From a stage awash in deep purples, blues and pinks, the music switched up from the rockabilly beat of Sid King and the Five Strings — who joined Big Sandy and His Fly-Rite Boys early in the evening — to the New York sound of the Bobbettes and crooner Pat Boone.

The night ended with a rocking tribute to Buddy Holly, Ritchie Valens and the Big Bopper, thanks to John Mueller and his Winter Dance Party review.

Meseke said he was excited to see Sid King and the Five Strings, while his wife, Jennifer, wanted to see more of Big Sandy and the Fly-Rite Boys.

Letter-jacketed Steve Moritz of Colesburg, who said he started coming to the Surf about five years ago with his wife and high school sweetheart, Linda, said Danny and the Juniors topped his list.

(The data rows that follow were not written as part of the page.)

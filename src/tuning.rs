//! Data-driven game balance
//!
//! Speeds are coefficients: the actual px/ms speed is the coefficient times
//! the rounded mean arena side, so bigger screens get proportionally faster
//! obstacles.

use serde::{Deserialize, Serialize};

use crate::consts::*;

/// Rejected tuning values
#[derive(Debug, Clone, PartialEq)]
pub enum TuningError {
    Parse(String),
    /// A value that must be positive and finite was not
    NotPositive(&'static str),
    /// A jitter range whose low end exceeds its high end
    InvertedRange(&'static str),
}

impl std::fmt::Display for TuningError {
    fn fmt(&self, f: &mut std::fmt::Formatter<'_>) -> std::fmt::Result {
        match self {
            Self::Parse(e) => write!(f, "invalid tuning json: {e}"),
            Self::NotPositive(field) => write!(f, "{field} must be positive"),
            Self::InvertedRange(field) => write!(f, "{field} range is inverted"),
        }
    }
}

impl std::error::Error for TuningError {}

#[derive(Debug, Clone, PartialEq, Serialize, Deserialize)]
#[serde(default)]
pub struct Tuning {
    // === Obstacle speed coefficients ===
    pub dumb_speed: f64,
    pub easy_speed: f64,
    pub normal_speed: f64,
    pub tough_speed: f64,
    pub insane_speed: f64,

    // === Oscillation frequency multipliers (low, high) ===
    pub tough_jitter: (f64, f64),
    pub insane_jitter: (f64, f64),

    // === Scoring ===
    pub points_per_second: f64,
    /// Score text height as a multiple of its measured width
    pub score_text_aspect: f64,
}

impl Default for Tuning {
    fn default() -> Self {
        Self {
            dumb_speed: 0.00035,
            easy_speed: 0.0005,
            normal_speed: 0.0005,
            tough_speed: 0.0006,
            insane_speed: 0.0008,

            tough_jitter: (0.8, 1.2),
            insane_jitter: (0.6, 1.6),

            points_per_second: POINTS_PER_SECOND,
            score_text_aspect: SCORE_TEXT_ASPECT,
        }
    }
}

impl Tuning {
    /// Parse and validate a tuning table; missing fields keep their defaults
    pub fn from_json(json: &str) -> Result<Self, TuningError> {
        let tuning: Tuning =
            serde_json::from_str(json).map_err(|e| TuningError::Parse(e.to_string()))?;
        tuning.validate()?;
        Ok(tuning)
    }

    pub fn validate(&self) -> Result<(), TuningError> {
        let positive = [
            ("dumb_speed", self.dumb_speed),
            ("easy_speed", self.easy_speed),
            ("normal_speed", self.normal_speed),
            ("tough_speed", self.tough_speed),
            ("insane_speed", self.insane_speed),
            ("points_per_second", self.points_per_second),
            ("score_text_aspect", self.score_text_aspect),
        ];
        for (field, value) in positive {
            if !(value.is_finite() && value > 0.0) {
                return Err(TuningError::NotPositive(field));
            }
        }

        for (field, (low, high)) in [
            ("tough_jitter", self.tough_jitter),
            ("insane_jitter", self.insane_jitter),
        ] {
            if !(low.is_finite() && high.is_finite() && low > 0.0) {
                return Err(TuningError::NotPositive(field));
            }
            if low > high {
                return Err(TuningError::InvertedRange(field));
            }
        }
        Ok(())
    }
}
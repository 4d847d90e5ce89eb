//! Browser storage backend

use super::Storage;

/// `localStorage` or `sessionStorage` of the current window
pub struct WebStorage {
    inner: web_sys::Storage,
}

impl WebStorage {
    /// Survives browser restarts
    pub fn local() -> Option<Self> {
        web_sys::window()
            .and_then(|w| w.local_storage().ok())
            .flatten()
            .map(|inner| Self { inner })
    }

    /// Lives as long as the tab
    pub fn session() -> Option<Self> {
        web_sys::window()
            .and_then(|w| w.session_storage().ok())
            .flatten()
            .map(|inner| Self { inner })
    }
}

impl Storage for WebStorage {
    fn get_item(&self, key: &str) -> Option<String> {
        self.inner.get_item(key).ok().flatten()
    }

    fn set_item(&mut self, key: &str, value: &str) {
        if self.inner.set_item(key, value).is_err() {
            log::warn!("Failed to write '{key}' to web storage");
        }
    }

    fn remove_item(&mut self, key: &str) {
        let _ = self.inner.remove_item(key);
    }

    fn clear(&mut self) {
        let _ = self.inner.clear();
    }
}
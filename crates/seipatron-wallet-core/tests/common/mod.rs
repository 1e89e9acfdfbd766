#![allow(dead_code)]

use std::sync::atomic::{AtomicU64, Ordering};
use std::sync::{Arc, Mutex};

use alloy::primitives::Address;
use serde_json::{json, Value};

use seipatron_wallet_core::{
    ChainDescriptor, ConnectionManager, EventCallback, ListenerId, ProviderEventKind, ProviderPort,
    WalletError, ERROR_UNRECOGNIZED_CHAIN,
};

pub fn account_a() -> Address {
    "0x1000000000000000000000000000000000000001"
        .parse()
        .expect("valid account a")
}

pub fn account_b() -> Address {
    "0x2000000000000000000000000000000000000002"
        .parse()
        .expect("valid account b")
}

pub fn target_chain() -> ChainDescriptor {
    seipatron_wallet_core::registry::sei_testnet()
}

pub const TARGET_CHAIN_ID: u64 = seipatron_wallet_core::registry::SEI_TESTNET_CHAIN_ID;

struct MockWallet {
    detected: bool,
    granted: bool,
    accounts: Vec<Address>,
    chain_id: u64,
    known_chains: Vec<u64>,
    auto_switch_on_add: bool,
    reject_next_request_accounts: bool,
    switch_failure_code: Option<i64>,
}

impl Default for MockWallet {
    fn default() -> Self {
        Self {
            detected: true,
            granted: false,
            accounts: vec![account_a()],
            chain_id: TARGET_CHAIN_ID,
            known_chains: vec![TARGET_CHAIN_ID],
            auto_switch_on_add: true,
            reject_next_request_accounts: false,
            switch_failure_code: None,
        }
    }
}

/// Scripted in-memory wallet emulation implementing `ProviderPort`.
/// Records every RPC method it receives so tests can assert how many
/// prompts a flow would have shown.
#[derive(Default)]
pub struct MockProvider {
    wallet: Mutex<MockWallet>,
    listeners: Mutex<Vec<(ProviderEventKind, ListenerId, Arc<EventCallback>)>>,
    next_listener: AtomicU64,
    calls: Mutex<Vec<String>>,
    request_accounts_hook: Mutex<Option<Box<dyn Fn() + Send + Sync>>>,
}

impl MockProvider {
    pub fn count(&self, method: &str) -> usize {
        self.calls
            .lock()
            .expect("calls lock")
            .iter()
            .filter(|m| m.as_str() == method)
            .count()
    }

    pub fn set_detected(&self, detected: bool) {
        self.wallet.lock().expect("wallet lock").detected = detected;
    }

    pub fn set_accounts(&self, accounts: Vec<Address>) {
        self.wallet.lock().expect("wallet lock").accounts = accounts;
    }

    pub fn grant(&self) {
        self.wallet.lock().expect("wallet lock").granted = true;
    }

    pub fn set_chain(&self, chain_id: u64) {
        self.wallet.lock().expect("wallet lock").chain_id = chain_id;
    }

    pub fn set_known_chains(&self, chains: Vec<u64>) {
        self.wallet.lock().expect("wallet lock").known_chains = chains;
    }

    pub fn set_auto_switch_on_add(&self, auto: bool) {
        self.wallet.lock().expect("wallet lock").auto_switch_on_add = auto;
    }

    pub fn reject_next_request_accounts(&self) {
        self.wallet
            .lock()
            .expect("wallet lock")
            .reject_next_request_accounts = true;
    }

    pub fn fail_switch_with(&self, code: Option<i64>) {
        self.wallet.lock().expect("wallet lock").switch_failure_code = code;
    }

    /// Invoked from inside `request_accounts`, i.e. while the user prompt
    /// would be open. Used to exercise re-entrant calls into the manager.
    pub fn set_request_accounts_hook(&self, hook: Box<dyn Fn() + Send + Sync>) {
        *self.request_accounts_hook.lock().expect("hook lock") = Some(hook);
    }

    /// Wallet-side account change, as the injected provider would report it.
    pub fn emit_accounts_changed(&self, accounts: Vec<Address>) {
        {
            let mut wallet = self.wallet.lock().expect("wallet lock");
            wallet.accounts = accounts.clone();
            if accounts.is_empty() {
                wallet.granted = false;
            }
        }
        let payload = json!(accounts.iter().map(|a| a.to_string()).collect::<Vec<_>>());
        self.emit(ProviderEventKind::AccountsChanged, &payload);
    }

    /// Wallet-side chain change with the hex payload real providers send.
    pub fn emit_chain_changed(&self, chain_id: u64) {
        self.wallet.lock().expect("wallet lock").chain_id = chain_id;
        let payload = json!(format!("0x{chain_id:x}"));
        self.emit(ProviderEventKind::ChainChanged, &payload);
    }

    fn emit(&self, kind: ProviderEventKind, payload: &Value) {
        // Clone the callbacks out so listeners can call back into the
        // provider (or unregister) without deadlocking.
        let callbacks: Vec<Arc<EventCallback>> = self
            .listeners
            .lock()
            .expect("listeners lock")
            .iter()
            .filter(|(k, _, _)| *k == kind)
            .map(|(_, _, cb)| Arc::clone(cb))
            .collect();
        for cb in callbacks {
            cb(payload);
        }
    }

    fn record(&self, method: &str) {
        self.calls.lock().expect("calls lock").push(method.to_owned());
    }
}

impl ProviderPort for MockProvider {
    fn detect(&self) -> bool {
        self.wallet.lock().expect("wallet lock").detected
    }

    fn request_accounts(&self) -> Result<Vec<Address>, WalletError> {
        self.record("eth_requestAccounts");

        // Run the hook outside the hook lock; re-entrant manager calls may
        // land back here.
        let hook = self.request_accounts_hook.lock().expect("hook lock").take();
        if let Some(hook) = hook {
            hook();
            *self.request_accounts_hook.lock().expect("hook lock") = Some(hook);
        }

        let mut wallet = self.wallet.lock().expect("wallet lock");
        if !wallet.detected {
            return Err(WalletError::ProviderUnavailable);
        }
        if wallet.reject_next_request_accounts {
            wallet.reject_next_request_accounts = false;
            return Err(WalletError::UserRejected);
        }
        wallet.granted = true;
        Ok(wallet.accounts.clone())
    }

    fn accounts(&self) -> Result<Vec<Address>, WalletError> {
        self.record("eth_accounts");
        let wallet = self.wallet.lock().expect("wallet lock");
        if !wallet.detected {
            return Err(WalletError::ProviderUnavailable);
        }
        if wallet.granted {
            Ok(wallet.accounts.clone())
        } else {
            Ok(Vec::new())
        }
    }

    fn chain_id(&self) -> Result<u64, WalletError> {
        self.record("eth_chainId");
        Ok(self.wallet.lock().expect("wallet lock").chain_id)
    }

    fn request(&self, method: &str, params: Value) -> Result<Value, WalletError> {
        self.record(method);
        match method {
            "wallet_switchEthereumChain" => {
                let requested = requested_chain_id(&params)?;
                let mut wallet = self.wallet.lock().expect("wallet lock");
                if let Some(code) = wallet.switch_failure_code {
                    return Err(WalletError::from_rpc(code, "scripted switch failure"));
                }
                if !wallet.known_chains.contains(&requested) {
                    return Err(WalletError::from_rpc(
                        ERROR_UNRECOGNIZED_CHAIN,
                        "unrecognized chain",
                    ));
                }
                wallet.chain_id = requested;
                Ok(Value::Null)
            }
            "wallet_addEthereumChain" => {
                let requested = requested_chain_id(&params)?;
                let mut wallet = self.wallet.lock().expect("wallet lock");
                wallet.known_chains.push(requested);
                if wallet.auto_switch_on_add {
                    wallet.chain_id = requested;
                }
                Ok(Value::Null)
            }
            other => Err(WalletError::Transport(format!(
                "mock provider does not script method {other}"
            ))),
        }
    }

    fn on(&self, kind: ProviderEventKind, callback: EventCallback) -> ListenerId {
        let id = ListenerId(self.next_listener.fetch_add(1, Ordering::SeqCst));
        self.listeners
            .lock()
            .expect("listeners lock")
            .push((kind, id, Arc::new(callback)));
        id
    }

    fn off(&self, kind: ProviderEventKind, id: ListenerId) {
        self.listeners
            .lock()
            .expect("listeners lock")
            .retain(|(k, l, _)| !(*k == kind && *l == id));
    }
}

fn requested_chain_id(params: &Value) -> Result<u64, WalletError> {
    let raw = params
        .get(0)
        .and_then(|p| p.get("chainId"))
        .and_then(|c| c.as_str())
        .ok_or_else(|| WalletError::Validation("missing chainId param".to_owned()))?;
    seipatron_wallet_core::domain::parse_chain_id_str(raw)
}

pub fn new_manager() -> (Arc<MockProvider>, Arc<ConnectionManager<MockProvider>>) {
    let provider = Arc::new(MockProvider::default());
    let manager = Arc::new(ConnectionManager::new(
        Arc::clone(&provider),
        target_chain(),
    ));
    (provider, manager)
}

Linda wore the letter sweater she sported in 1966, the year the couple graduated from high school.

“We just enjoy that type of music — and it’s easy to dance to,” said Linda, who also liked DC and the Drifters.

Larry and Sue Schweinebart of Baxter looked as if they stepped from a 1959 Cadillac. Sue wore a vintage pale blue chiffon, mid-calf dress, while Larry cut a smart figure in a dinner jacket. 

They said they also were big, big fans of Big Sandy, but admitted they appreciated the “full package this year,” said Larry.

“It’s really, really good music,” he said.

Bob “Big Sandy” Williams said he was “blown away” by the response to his band’s first appearance at the Surf.

“It far exceeds my expectations; it is just so wonderful to be in this place,” he said.

Sid King echoed his thoughts. Like Buddy Holly, King was a native Texan playing a new brand of music in the dawn of rock ’n’ roll. He recalled meeting Buddy Holly at the Cotton Club in Lubbock before Holly hit it big.

Even then, he said, everyone knew there was something special about Holly, only 19 then.

“Being here is really, really great,” he said.

Alice Spitler, 73, of Webster City, was outfitted in a purple poodle skirt decorated with 45 rpm records. She also wore small versions of the records fashioned into earrings.

She came with her niece, Jean Vinsand, 51, of Fort Dodge. Both are big fans of Josh Holmes.

But for Spitler, Buddy Holly still carries her heart, she said.

“I almost cried” when she came to the Surf for the first time 11 years ago. She was among the last of the crowds to enjoy Holly’s live music, having attended the Winter Dance Party on Jan. 30, 1959, at the Laramar Ballroom in Fort Dodge.

“I had his autograph (that she got that night) for years, but lost it in a fire,” she said.

She sighed, looked around and smiled.

“But I still have my memories,” Spitler said.